What is being asked.
Gather each line of the entries below that includes "bearer".

--- Dataset content ---

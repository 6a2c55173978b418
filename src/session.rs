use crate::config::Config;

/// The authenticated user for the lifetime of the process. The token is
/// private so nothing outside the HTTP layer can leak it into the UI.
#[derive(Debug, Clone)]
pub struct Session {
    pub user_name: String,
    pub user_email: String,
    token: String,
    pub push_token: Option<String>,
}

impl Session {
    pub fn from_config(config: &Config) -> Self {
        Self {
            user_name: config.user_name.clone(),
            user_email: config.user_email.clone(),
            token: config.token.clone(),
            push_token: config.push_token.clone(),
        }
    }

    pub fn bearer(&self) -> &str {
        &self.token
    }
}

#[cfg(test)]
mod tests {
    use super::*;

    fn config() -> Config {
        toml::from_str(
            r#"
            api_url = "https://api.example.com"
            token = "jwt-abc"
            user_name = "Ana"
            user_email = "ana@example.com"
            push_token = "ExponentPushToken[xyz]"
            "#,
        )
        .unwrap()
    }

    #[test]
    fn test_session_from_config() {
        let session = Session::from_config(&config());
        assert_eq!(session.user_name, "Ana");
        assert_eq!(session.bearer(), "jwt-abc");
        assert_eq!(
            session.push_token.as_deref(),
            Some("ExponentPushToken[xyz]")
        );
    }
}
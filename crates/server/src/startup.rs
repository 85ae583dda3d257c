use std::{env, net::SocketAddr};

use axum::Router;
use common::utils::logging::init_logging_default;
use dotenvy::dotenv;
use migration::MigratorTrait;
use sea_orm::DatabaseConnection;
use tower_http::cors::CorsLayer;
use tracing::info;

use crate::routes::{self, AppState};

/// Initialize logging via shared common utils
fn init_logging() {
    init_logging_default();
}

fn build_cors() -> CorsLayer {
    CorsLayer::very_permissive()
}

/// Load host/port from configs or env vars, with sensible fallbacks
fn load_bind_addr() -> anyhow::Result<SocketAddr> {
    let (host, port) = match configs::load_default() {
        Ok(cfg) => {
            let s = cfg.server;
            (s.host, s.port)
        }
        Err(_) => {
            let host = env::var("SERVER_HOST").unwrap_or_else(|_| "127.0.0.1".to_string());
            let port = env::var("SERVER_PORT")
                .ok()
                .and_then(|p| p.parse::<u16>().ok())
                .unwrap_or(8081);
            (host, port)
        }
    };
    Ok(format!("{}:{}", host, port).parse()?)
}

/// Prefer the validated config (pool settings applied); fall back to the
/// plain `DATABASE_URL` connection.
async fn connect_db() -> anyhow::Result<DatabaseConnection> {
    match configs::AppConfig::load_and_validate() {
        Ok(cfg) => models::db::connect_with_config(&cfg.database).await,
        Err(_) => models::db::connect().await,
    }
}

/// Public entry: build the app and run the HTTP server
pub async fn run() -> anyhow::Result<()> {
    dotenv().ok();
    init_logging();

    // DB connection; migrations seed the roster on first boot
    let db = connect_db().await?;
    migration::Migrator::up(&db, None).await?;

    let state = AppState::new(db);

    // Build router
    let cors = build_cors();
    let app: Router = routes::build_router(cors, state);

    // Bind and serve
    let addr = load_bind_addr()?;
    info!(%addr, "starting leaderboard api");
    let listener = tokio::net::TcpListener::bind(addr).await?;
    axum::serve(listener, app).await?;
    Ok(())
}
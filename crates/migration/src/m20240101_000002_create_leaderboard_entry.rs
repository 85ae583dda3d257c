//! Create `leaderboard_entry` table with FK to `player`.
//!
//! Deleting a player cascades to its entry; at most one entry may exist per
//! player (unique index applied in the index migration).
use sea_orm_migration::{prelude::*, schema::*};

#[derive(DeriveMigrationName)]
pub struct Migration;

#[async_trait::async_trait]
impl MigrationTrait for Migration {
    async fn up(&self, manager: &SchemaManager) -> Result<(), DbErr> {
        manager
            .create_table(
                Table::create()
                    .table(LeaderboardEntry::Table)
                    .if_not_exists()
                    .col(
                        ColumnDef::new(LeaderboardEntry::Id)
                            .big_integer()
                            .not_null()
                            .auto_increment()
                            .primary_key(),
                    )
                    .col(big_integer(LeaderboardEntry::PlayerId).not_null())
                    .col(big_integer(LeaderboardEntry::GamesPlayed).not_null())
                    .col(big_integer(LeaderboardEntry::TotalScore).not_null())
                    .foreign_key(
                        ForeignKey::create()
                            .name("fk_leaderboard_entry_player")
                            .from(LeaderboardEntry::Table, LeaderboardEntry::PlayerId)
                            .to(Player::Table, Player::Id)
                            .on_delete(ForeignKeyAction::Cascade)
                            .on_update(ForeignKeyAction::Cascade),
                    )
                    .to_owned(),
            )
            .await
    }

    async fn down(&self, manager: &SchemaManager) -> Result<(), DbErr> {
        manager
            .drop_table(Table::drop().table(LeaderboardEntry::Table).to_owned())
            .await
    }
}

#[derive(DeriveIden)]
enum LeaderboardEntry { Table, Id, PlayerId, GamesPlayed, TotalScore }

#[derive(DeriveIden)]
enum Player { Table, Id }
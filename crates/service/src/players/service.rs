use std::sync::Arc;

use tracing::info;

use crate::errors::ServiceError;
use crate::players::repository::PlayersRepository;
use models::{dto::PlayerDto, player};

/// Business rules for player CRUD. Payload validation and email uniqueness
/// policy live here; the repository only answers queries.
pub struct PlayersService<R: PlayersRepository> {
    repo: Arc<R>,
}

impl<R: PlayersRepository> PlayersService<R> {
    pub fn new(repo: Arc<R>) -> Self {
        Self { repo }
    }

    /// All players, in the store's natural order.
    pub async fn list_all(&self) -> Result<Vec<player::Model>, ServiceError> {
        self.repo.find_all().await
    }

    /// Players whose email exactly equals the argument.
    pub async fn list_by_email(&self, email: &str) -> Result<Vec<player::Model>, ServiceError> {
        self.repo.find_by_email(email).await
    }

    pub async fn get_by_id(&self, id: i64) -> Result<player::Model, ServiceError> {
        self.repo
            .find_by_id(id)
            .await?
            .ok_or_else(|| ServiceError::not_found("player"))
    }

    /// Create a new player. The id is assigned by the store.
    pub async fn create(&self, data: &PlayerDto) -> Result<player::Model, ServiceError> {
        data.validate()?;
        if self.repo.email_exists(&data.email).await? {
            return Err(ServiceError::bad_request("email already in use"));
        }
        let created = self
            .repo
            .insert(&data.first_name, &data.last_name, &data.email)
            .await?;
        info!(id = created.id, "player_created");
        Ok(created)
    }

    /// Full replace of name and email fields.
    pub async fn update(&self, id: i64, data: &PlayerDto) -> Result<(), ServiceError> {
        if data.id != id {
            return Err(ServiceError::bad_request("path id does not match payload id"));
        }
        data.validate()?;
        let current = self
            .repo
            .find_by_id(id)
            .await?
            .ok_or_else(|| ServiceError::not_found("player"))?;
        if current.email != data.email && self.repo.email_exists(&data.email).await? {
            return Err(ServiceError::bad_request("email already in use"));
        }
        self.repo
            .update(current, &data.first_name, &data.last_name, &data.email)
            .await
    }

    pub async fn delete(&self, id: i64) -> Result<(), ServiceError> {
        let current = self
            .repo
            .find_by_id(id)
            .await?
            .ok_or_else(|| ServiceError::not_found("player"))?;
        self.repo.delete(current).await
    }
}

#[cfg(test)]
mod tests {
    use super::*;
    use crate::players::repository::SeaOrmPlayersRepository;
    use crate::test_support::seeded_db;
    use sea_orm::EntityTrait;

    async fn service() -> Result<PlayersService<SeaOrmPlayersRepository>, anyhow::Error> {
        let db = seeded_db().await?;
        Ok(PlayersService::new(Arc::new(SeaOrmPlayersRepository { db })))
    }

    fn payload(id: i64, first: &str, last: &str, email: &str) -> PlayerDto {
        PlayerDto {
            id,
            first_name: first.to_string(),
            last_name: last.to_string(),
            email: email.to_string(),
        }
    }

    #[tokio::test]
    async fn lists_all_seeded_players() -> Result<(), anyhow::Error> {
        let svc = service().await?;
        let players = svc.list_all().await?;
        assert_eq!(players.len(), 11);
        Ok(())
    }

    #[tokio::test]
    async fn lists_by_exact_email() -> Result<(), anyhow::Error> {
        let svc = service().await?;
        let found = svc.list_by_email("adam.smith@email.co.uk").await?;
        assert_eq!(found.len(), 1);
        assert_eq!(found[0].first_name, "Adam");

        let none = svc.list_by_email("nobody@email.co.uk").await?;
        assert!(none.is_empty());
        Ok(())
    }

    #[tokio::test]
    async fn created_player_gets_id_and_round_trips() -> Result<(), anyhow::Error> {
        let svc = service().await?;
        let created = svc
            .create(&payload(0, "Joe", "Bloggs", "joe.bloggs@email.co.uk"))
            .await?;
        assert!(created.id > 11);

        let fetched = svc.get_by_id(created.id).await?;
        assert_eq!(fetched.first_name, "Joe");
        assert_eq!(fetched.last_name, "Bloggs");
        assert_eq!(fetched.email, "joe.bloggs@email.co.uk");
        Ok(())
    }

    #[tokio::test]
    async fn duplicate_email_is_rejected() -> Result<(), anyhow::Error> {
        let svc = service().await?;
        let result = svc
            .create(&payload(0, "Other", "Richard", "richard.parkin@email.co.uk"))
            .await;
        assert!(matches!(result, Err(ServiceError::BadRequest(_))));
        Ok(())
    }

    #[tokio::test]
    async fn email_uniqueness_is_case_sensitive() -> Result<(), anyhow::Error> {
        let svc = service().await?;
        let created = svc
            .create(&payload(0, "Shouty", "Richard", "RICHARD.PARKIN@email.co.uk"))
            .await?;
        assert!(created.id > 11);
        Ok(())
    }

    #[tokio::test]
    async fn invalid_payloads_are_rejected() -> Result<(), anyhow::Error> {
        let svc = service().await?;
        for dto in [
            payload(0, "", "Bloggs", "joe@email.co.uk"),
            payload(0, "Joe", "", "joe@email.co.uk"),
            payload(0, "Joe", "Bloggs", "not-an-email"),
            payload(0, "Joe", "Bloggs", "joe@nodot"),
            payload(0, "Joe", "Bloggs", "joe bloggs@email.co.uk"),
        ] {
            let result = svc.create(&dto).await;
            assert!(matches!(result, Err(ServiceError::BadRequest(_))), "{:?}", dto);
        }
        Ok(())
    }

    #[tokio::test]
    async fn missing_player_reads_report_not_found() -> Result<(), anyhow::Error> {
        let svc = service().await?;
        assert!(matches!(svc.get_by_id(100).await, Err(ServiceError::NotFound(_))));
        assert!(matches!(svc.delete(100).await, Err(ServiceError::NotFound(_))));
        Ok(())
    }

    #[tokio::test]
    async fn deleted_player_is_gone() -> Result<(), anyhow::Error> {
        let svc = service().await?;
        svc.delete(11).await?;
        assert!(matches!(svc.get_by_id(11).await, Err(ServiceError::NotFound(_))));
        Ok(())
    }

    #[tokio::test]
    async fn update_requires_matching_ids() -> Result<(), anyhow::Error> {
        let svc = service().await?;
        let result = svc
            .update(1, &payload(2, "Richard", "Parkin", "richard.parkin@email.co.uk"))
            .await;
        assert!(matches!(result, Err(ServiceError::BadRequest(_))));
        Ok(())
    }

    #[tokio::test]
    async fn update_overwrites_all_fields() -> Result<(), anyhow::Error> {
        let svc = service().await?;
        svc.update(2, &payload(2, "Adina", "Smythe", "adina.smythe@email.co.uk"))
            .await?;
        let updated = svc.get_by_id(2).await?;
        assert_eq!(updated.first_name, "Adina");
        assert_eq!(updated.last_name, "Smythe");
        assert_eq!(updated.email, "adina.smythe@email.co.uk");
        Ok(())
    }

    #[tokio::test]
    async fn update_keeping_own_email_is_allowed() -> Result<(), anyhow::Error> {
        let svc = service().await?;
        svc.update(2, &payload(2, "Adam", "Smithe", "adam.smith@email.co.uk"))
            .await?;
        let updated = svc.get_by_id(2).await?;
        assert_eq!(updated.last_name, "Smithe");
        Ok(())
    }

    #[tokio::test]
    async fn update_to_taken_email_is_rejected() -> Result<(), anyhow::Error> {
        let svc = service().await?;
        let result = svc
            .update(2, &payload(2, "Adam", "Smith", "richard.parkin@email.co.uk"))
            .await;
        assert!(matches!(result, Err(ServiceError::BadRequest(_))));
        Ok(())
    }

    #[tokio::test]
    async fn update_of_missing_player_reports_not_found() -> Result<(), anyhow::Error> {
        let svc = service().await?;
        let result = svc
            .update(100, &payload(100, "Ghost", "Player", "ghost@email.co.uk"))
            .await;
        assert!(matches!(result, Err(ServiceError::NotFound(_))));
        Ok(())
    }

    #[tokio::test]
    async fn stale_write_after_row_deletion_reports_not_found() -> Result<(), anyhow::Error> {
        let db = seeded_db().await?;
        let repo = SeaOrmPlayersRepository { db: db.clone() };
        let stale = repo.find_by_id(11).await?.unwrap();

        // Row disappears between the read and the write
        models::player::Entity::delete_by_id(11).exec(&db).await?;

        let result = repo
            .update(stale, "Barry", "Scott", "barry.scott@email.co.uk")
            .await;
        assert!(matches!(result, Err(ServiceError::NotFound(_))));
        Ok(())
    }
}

---

Your solution.
    pub fn bearer(&self) -> &str {
        assert_eq!(session.bearer(), "jwt-abc");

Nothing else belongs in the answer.